Answer
\[\frac{1}{\sqrt 2}\]
Work Step by Step
Considering indefinite integral
Let \[I=\int\sqrt{1-\cos 4\theta}\;d\theta\]
\[I=\int\sqrt{1-\cos 2(2\theta)}\;d\theta\]
\[\left[2\sin^2 x=1-\cos 2x\right]\]
\[I=\int\sqrt{2\sin^2 2\theta}\;d\theta\]
\[I=\sqrt{2}\int\sin 2\theta\;d\theta\]
$I=-\frac{\sqrt{2}}{2}\cos 2\theta=-\frac{1}{\sqrt 2}\cos 2\theta$ ___(1)
Let \[I_1=\int_{0}^{\frac{π}{4}}\sqrt{1-\cos 4\theta}\;d\theta\]

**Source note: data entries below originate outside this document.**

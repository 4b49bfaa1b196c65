// SPDX-License-Identifier: AGPL-3.0-or-later
// SPDX-FileCopyrightText: 2025 Jonathan D.A. Jewell
//! Search command - find points by label or connections by weight

use super::{join_ids, Session};
use anyhow::Result;

/// Run search command
pub fn run(session: &Session, by: &str, value: &str) -> Result<()> {
    let store = session.load_store()?;

    match by {
        "label" | "vertex" => {
            let found = store.search_by_label(value);
            if session.json {
                return session.print_json(&found);
            }
            if found.is_empty() {
                session.status(&format!("No vertex found with label: {value}."));
            } else {
                session.status(&format!(
                    "Found {} vertex(es) with label {}: {}",
                    found.len(),
                    value,
                    join_ids(&found)
                ));
            }
        }

        "weight" | "edge" => {
            let weight: f64 = value
                .trim()
                .parse()
                .map_err(|_| anyhow::anyhow!("Invalid edge weight: {}", value))?;
            if !weight.is_finite() {
                anyhow::bail!("Invalid edge weight: {}", value);
            }

            let found = store.search_by_weight(weight);
            if session.json {
                return session.print_json(&found);
            }
            let shown = session.number(weight);
            if found.is_empty() {
                session.status(&format!("No edge found with weight: {shown}."));
            } else {
                session.status(&format!(
                    "Found {} edge(s) with weight {}: {}",
                    found.len(),
                    shown,
                    join_ids(&found)
                ));
            }
        }

        other => {
            anyhow::bail!("Unknown search: {}. Valid: label, weight", other);
        }
    }

    Ok(())
}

\[I_1=\left[-\frac{1}{\sqrt 2}\cos 2\theta\right]_{0}^{\frac{π}{4}}\]
Using (1)
\[I_1=-\frac{1}{\sqrt 2}\left[\cos \frac{π}{2}-\cos (0)\right]\]
\[I_1=-\frac{1}{\sqrt{2}}[0-1]=\frac{1}{\sqrt 2}\]
Hence, $I_1=\large\frac{1}{\sqrt{2}}$.